Pourquoi ? Parce qu’il y a une augmentation du globe oculaire avec un remodelage de la sclère qui est par conséquent moins résistant à une pression intraoculaire donnée. Le nerf optique présente une lame criblée plus fine et donc moins résistante.
Mais le glaucome du patient myope est complexe car il pose des problèmes de diagnostic et de suivi. Chez 10 à 15 % des myopes forts, il y a des altérations du champ visuel qui ont le même aspect que les altérations d’un patient glaucomateux. Mais nous disposons aujourd’hui de critères précis permettant de distinguer une altération du champ visuel liée à la myopie de celle liée au glaucome. Et c’est surtout le suivi de ces altérations qui va permettre de confirmer le diagnostic de glaucome. En résumé, le diagnostic de glaucome chez un myope fort va dépendre d’un ensemble d’arguments et d’éléments complémentaires qui reposent sur l’examen clinique de l’ophtalmologiste, la mesure de la pression intraoculaire, l’analyse du champ visuel et sur l’imagerie des fibres rétiniennes.
TLM : Quel suivi pour ces patients ?
Pr Jean-Paul Renard : On retiendra que devant un patient présentant une myopie à - 6 dioptries, le risque relatif d’avoir un glaucome est multiplié par 3,3. Il faut considérer une hypertonie oculaire suspecte de glaucome quand elle supérieure à 17 mm de mercure et réaliser un examen ophtalmologique régulièrement avec une analyse en imagerie de la rétine, de la papille et un examen du champ visuel associé à une surveillance de la pression intraoculaire. En cas de glaucome et myopie supérieure à - 6 dioptries, le traitement va toujours rechercher une pression cible plus basse que chez le sujet non myope. Il faudra également rechercher des facteurs vasculaires qui peuvent être des facteurs aggravants surajoutés.
TLM : Quel rôle pour le médecin généraliste ?

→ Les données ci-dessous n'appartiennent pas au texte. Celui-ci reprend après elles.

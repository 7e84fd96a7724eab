#![forbid(unsafe_code)]

use super::{
    JsonBody, PageQuery, QueryParams, acquisition_status, body, created, page, params,
};
use crate::error::ApiResult;
use crate::state::AppState;
use axum::Json;
use axum::extract::{Path, State};
use axum::http::StatusCode;
use serde::Deserialize;
use temdb_storage::{
    AcquisitionRow, CreateAcquisitionRequest, ListAcquisitionsRequest, UpdateAcquisitionRequest,
};

#[derive(Debug, Default, Deserialize)]
pub(crate) struct AcquisitionFilter {
    roi_id: Option<String>,
    acquisition_task_id: Option<String>,
    specimen_id: Option<String>,
    status: Option<String>,
}

pub(crate) async fn create(
    State(state): State<AppState>,
    payload: JsonBody<CreateAcquisitionRequest>,
) -> ApiResult<(StatusCode, Json<AcquisitionRow>)> {
    let request = body(payload)?;
    Ok(created(state.store()?.create_acquisition(request)?))
}

pub(crate) async fn list(
    State(state): State<AppState>,
    paging: QueryParams<PageQuery>,
    filter: QueryParams<AcquisitionFilter>,
) -> ApiResult<Json<Vec<AcquisitionRow>>> {
    let page = page(&state, paging)?;
    let filter = params(filter)?;
    let status = acquisition_status(filter.status.as_deref())?;
    let rows = state.store()?.list_acquisitions(&ListAcquisitionsRequest {
        roi_id: filter.roi_id,
        acquisition_task_id: filter.acquisition_task_id,
        specimen_id: filter.specimen_id,
        status,
        page,
    })?;
    Ok(Json(rows))
}

pub(crate) async fn get(
    State(state): State<AppState>,
    Path(acquisition_id): Path<String>,
) -> ApiResult<Json<AcquisitionRow>> {
    Ok(Json(state.store()?.get_acquisition(&acquisition_id)?))
}

pub(crate) async fn update(
    State(state): State<AppState>,
    Path(acquisition_id): Path<String>,
    payload: JsonBody<UpdateAcquisitionRequest>,
) -> ApiResult<Json<AcquisitionRow>> {
    let request = body(payload)?;
    Ok(Json(
        state
            .store()?
            .update_acquisition(&acquisition_id, request)?,
    ))
}

pub(crate) async fn delete(
    State(state): State<AppState>,
    Path(acquisition_id): Path<String>,
) -> ApiResult<StatusCode> {
    state.store()?.delete_acquisition(&acquisition_id)?;
    Ok(StatusCode::NO_CONTENT)
}

pub(crate) async fn versions(
    State(state): State<AppState>,
    Path(acquisition_id): Path<String>,
) -> ApiResult<Json<Vec<AcquisitionRow>>> {
    Ok(Json(state.store()?.acquisition_versions(&acquisition_id)?))
}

Pr Jean-Paul Renard : Il joue un rôle important car il peut sensibiliser sur les différentes mesures environnementales à mettre en place pour préserver la vue des plus jeunes et expliquer l’effet délétère des écrans de manière générale. Le médecin généraliste doit également proposer un examen ophtalmologique complet en cas de doute en observant l’enfant, et systématiquement au moins une fois avant 5 ans. En tout état de cause, il peut conseiller un bilan ophtalmologique régulier à tous ses patients et permettre ainsi une surveillance étroite.